R.T. (Rapid Transit) Day in the history of storied old Yonge Street was September 8, 1949, when an official ceremony marked the driving of the first steel pile.

Yonge Street undergoes major operation

From the September 1949 Coupler, Vol. 24, No. 9

R.T. (Rapid Transit) Day in the history of storied old Yonge Street was September 8, 1949, when an official ceremony marked the driving of the first steel pile.

During the latter part of August, evidences of preliminary probings by the General Contractors were apparent. The street itself, long undisturbed, bore strange marks heralding mighty incisions and upheavals.

Citizens, generally well-informed in local affairs, began asking strange questions. It was evident that, notwithstanding the many informative articles in the daily press and the splendid model of the subway on display in the City Hall, the “man in the street” had a very hazy and often fantastic idea of where the subway was going and what it would be like.

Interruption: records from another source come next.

//! Decoded response bodies.

use std::fmt;

use serde::de::DeserializeOwned;
use serde_json::Value;

use crate::encoding::is_json_mime;
use crate::error::ApiError;
use crate::http::HttpResponse;

/// A response body after content-type driven decoding.
#[derive(Debug, Clone, PartialEq)]
pub enum ResponseBody {
    Empty,
    Json(Value),
    Text(String),
}

impl ResponseBody {
    /// Deserialize a JSON body into `T`. An empty body decodes as JSON `null`.
    pub fn json<T: DeserializeOwned>(&self) -> Result<T, ApiError> {
        let value = match self {
            ResponseBody::Json(v) => v.clone(),
            ResponseBody::Empty => Value::Null,
            ResponseBody::Text(_) => {
                return Err(ApiError::Deserialization("response body is not JSON".to_string()))
            }
        };
        serde_json::from_value(value).map_err(|e| ApiError::Deserialization(e.to_string()))
    }

    pub fn as_text(&self) -> Option<&str> {
        match self {
            ResponseBody::Text(s) => Some(s),
            _ => None,
        }
    }

    pub fn to_value(&self) -> Value {
        match self {
            ResponseBody::Empty => Value::Null,
            ResponseBody::Json(v) => v.clone(),
            ResponseBody::Text(s) => Value::String(s.clone()),
        }
    }
}

impl fmt::Display for ResponseBody {
    fn fmt(&self, f: &mut fmt::Formatter<'_>) -> fmt::Result {
        match self {
            ResponseBody::Empty => Ok(()),
            ResponseBody::Json(v) => write!(f, "{v}"),
            ResponseBody::Text(s) => f.write_str(s),
        }
    }
}

/// Turn a raw response into the caller-facing result.
///
/// `expected` is the response content type the caller asked for; the
/// response's own `Content-Type` takes precedence when present.
pub(crate) fn decode(response: &HttpResponse, expected: Option<&str>) -> Result<ResponseBody, ApiError> {
    let json = response
        .content_type()
        .or(expected)
        .is_some_and(is_json_mime);

    if !response.is_success() {
        let body = decode_lenient(&response.body, json);
        return Err(ApiError::Http {
            status: response.status,
            body,
        });
    }

    if response.body.trim().is_empty() {
        return Ok(ResponseBody::Empty);
    }
    if json {
        return serde_json::from_str(&response.body)
            .map(ResponseBody::Json)
            .map_err(|e| ApiError::Deserialization(e.to_string()));
    }
    Ok(ResponseBody::Text(response.body.clone()))
}

/// Error bodies are best-effort: keep the raw text when it is not valid JSON.
fn decode_lenient(body: &str, json: bool) -> ResponseBody {
    if body.trim().is_empty() {
        return ResponseBody::Empty;
    }
    if json {
        if let Ok(value) = serde_json::from_str(body) {
            return ResponseBody::Json(value);
        }
    }
    ResponseBody::Text(body.to_string())
}
use axum::http::{self, Request, StatusCode};
use http_body_util::BodyExt;
use mock_server::{app, Echo, ErrorBody};
use tower::ServiceExt;

async fn body_json<T: serde::de::DeserializeOwned>(response: axum::response::Response) -> T {
    let bytes = response.into_body().collect().await.unwrap().to_bytes();
    serde_json::from_slice(&bytes).unwrap()
}

async fn body_bytes(response: axum::response::Response) -> bytes::Bytes {
    response.into_body().collect().await.unwrap().to_bytes()
}

// --- echo ---

#[tokio::test]
async fn echo_reports_method_query_and_headers() {
    let resp = app()
        .oneshot(
            Request::builder()
                .method("PUT")
                .uri("/echo/pet/42?status=available%2Csold&tag=a&tag=b")
                .header("api_key", "special-key")
                .header(http::header::CONTENT_TYPE, "application/json")
                .body(r#"{"name":"rex"}"#.to_string())
                .unwrap(),
        )
        .await
        .unwrap();

    assert_eq!(resp.status(), StatusCode::OK);
    let echo: Echo = body_json(resp).await;
    assert_eq!(echo.method, "PUT");
    assert_eq!(echo.path, "/echo/pet/42");
    assert_eq!(
        echo.query,
        vec![
            ("status".to_string(), "available,sold".to_string()),
            ("tag".to_string(), "a".to_string()),
            ("tag".to_string(), "b".to_string()),
        ]
    );
    assert_eq!(echo.headers["api_key"], "special-key");
    assert_eq!(echo.body, r#"{"name":"rex"}"#);
}

#[tokio::test]
async fn echo_without_query_is_empty() {
    let resp = app()
        .oneshot(Request::builder().uri("/echo").body(String::new()).unwrap())
        .await
        .unwrap();

    let echo: Echo = body_json(resp).await;
    assert_eq!(echo.method, "GET");
    assert!(echo.query.is_empty());
    assert!(echo.body.is_empty());
}

#[tokio::test]
async fn echo_decodes_query_escapes() {
    let resp = app()
        .oneshot(
            Request::builder()
                .uri("/echo?name=a%20b&alt=c+d&word=%C3%BC&ratio=100%25")
                .body(String::new())
                .unwrap(),
        )
        .await
        .unwrap();

    let echo: Echo = body_json(resp).await;
    assert_eq!(
        echo.query,
        vec![
            ("name".to_string(), "a b".to_string()),
            ("alt".to_string(), "c d".to_string()),
            ("word".to_string(), "ü".to_string()),
            ("ratio".to_string(), "100%".to_string()),
        ]
    );
}

// --- status ---

#[tokio::test]
async fn status_returns_requested_code_with_error_body() {
    let resp = app()
        .oneshot(Request::builder().uri("/status/404").body(String::new()).unwrap())
        .await
        .unwrap();

    assert_eq!(resp.status(), StatusCode::NOT_FOUND);
    assert_eq!(resp.headers()[http::header::CONTENT_TYPE], "application/json");
    let body: ErrorBody = body_json(resp).await;
    assert_eq!(body.code, 404);
    assert_eq!(body.message, "Not Found");
}

#[tokio::test]
async fn status_out_of_range_returns_400() {
    let resp = app()
        .oneshot(Request::builder().uri("/status/42").body(String::new()).unwrap())
        .await
        .unwrap();

    assert_eq!(resp.status(), StatusCode::BAD_REQUEST);
}

#[tokio::test]
async fn status_non_numeric_returns_400() {
    let resp = app()
        .oneshot(Request::builder().uri("/status/teapot").body(String::new()).unwrap())
        .await
        .unwrap();

    assert_eq!(resp.status(), StatusCode::BAD_REQUEST);
}

// --- delay ---

#[tokio::test]
async fn delay_reports_duration() {
    let resp = app()
        .oneshot(Request::builder().uri("/delay/5").body(String::new()).unwrap())
        .await
        .unwrap();

    assert_eq!(resp.status(), StatusCode::OK);
    let body: serde_json::Value = body_json(resp).await;
    assert_eq!(body["delayed_ms"], 5);
}

// --- text ---

#[tokio::test]
async fn text_is_plain() {
    let resp = app()
        .oneshot(Request::builder().uri("/text").body(String::new()).unwrap())
        .await
        .unwrap();

    assert_eq!(resp.status(), StatusCode::OK);
    assert!(resp.headers()[http::header::CONTENT_TYPE]
        .to_str()
        .unwrap()
        .starts_with("text/plain"));
    assert_eq!(body_bytes(resp).await, "plain text");
}

#[tokio::test]
async fn unknown_route_returns_404() {
    let resp = app()
        .oneshot(Request::builder().uri("/nope").body(String::new()).unwrap())
        .await
        .unwrap();

    assert_eq!(resp.status(), StatusCode::NOT_FOUND);
    assert!(body_bytes(resp).await.is_empty());
}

The Yonge Street Subway will be four-and-a-half miles long, starting at Front Street and terminating at Eglinton Avenue. It will burrow underground as far up as Davenport Road. From there on to Eglinton, it will alternate between underground and open cut. It is expected to be completed in 1953, enabling our passengers to travel from Front Street to Eglinton Avenue in 15 minutes.

When Toronto’s housewives go shopping downtown, they won’t have to scurry across the wide intersections – they can walk in a leisurely manner along an underground passageway into the big stores. If they want to shop between subway stations, they can get a transfer to the surface buses on Yonge Street. The comfortable subway cars will be very similar to the modern PCC cars, but they will be wider and won’t have steps as the station platform will be level with the car floor.

When you see and hear the large steel piles being driven down along both sides of the street, you will know they are to support the sides of the excavation while the subway is being built.

The street will be covered with a temporary wooden deck, which normal traffic will continue to run.

Here are some figures with which to impress your friends and visitors. One-and-a-half million cubic yards of earth will be dug out. Over a million bags of cement and over 15,000 tons of steel will be used. If the amount of lumber required for the job were placed end to end in the form of planks 12 inches wide and two inches thick, they would stretch half way from Toronto to Vancouver.

Of course, before we can travel in the world’s newest and best subway, we will have to put up with certain inconveniences – particularly the people who live in the northern areas in the neighbourhood of Yonge Street. While the work is in progress, travelling time will be somewhat slower on Yonge Street, but when the job is done the inconveniences of the past will soon be erased by the swift, comfortable ride provided by the subway.